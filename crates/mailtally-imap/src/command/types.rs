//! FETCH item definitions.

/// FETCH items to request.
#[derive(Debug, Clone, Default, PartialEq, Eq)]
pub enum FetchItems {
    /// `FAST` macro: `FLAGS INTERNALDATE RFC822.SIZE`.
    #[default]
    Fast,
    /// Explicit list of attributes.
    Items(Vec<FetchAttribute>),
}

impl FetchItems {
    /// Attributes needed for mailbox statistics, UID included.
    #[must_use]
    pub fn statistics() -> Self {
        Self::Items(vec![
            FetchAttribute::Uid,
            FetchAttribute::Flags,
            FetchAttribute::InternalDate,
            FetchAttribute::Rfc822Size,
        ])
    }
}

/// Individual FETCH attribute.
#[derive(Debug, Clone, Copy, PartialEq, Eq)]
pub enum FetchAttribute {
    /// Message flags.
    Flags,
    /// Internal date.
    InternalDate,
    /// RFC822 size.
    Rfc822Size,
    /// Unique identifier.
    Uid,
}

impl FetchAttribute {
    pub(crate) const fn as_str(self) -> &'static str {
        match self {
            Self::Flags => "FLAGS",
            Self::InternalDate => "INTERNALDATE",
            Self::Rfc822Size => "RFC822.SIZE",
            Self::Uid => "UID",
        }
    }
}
+---+
Copy out the material in full, exactly as it reads.

Task result:
filename crates/mailtally-imap/src/command/types.rs
//! FETCH item definitions.

/// FETCH items to request.
#[derive(Debug, Clone, Default, PartialEq, Eq)]
pub enum FetchItems {
    /// `FAST` macro: `FLAGS INTERNALDATE RFC822.SIZE`.
    #[default]
    Fast,
    /// Explicit list of attributes.
    Items(Vec<FetchAttribute>),
}

impl FetchItems {
    /// Attributes needed for mailbox statistics, UID included.
    #[must_use]
    pub fn statistics() -> Self {
        Self::Items(vec![
            FetchAttribute::Uid,
            FetchAttribute::Flags,
            FetchAttribute::InternalDate,
            FetchAttribute::Rfc822Size,
        ])
    }
}

/// Individual FETCH attribute.
#[derive(Debug, Clone, Copy, PartialEq, Eq)]
pub enum FetchAttribute {
    /// Message flags.
    Flags,
    /// Internal date.
    InternalDate,
    /// RFC822 size.
    Rfc822Size,
    /// Unique identifier.
    Uid,
}

impl FetchAttribute {
    pub(crate) const fn as_str(self) -> &'static str {
        match self {
            Self::Flags => "FLAGS",
            Self::InternalDate => "INTERNALDATE",
            Self::Rfc822Size => "RFC822.SIZE",
            Self::Uid => "UID",
        }
    }
}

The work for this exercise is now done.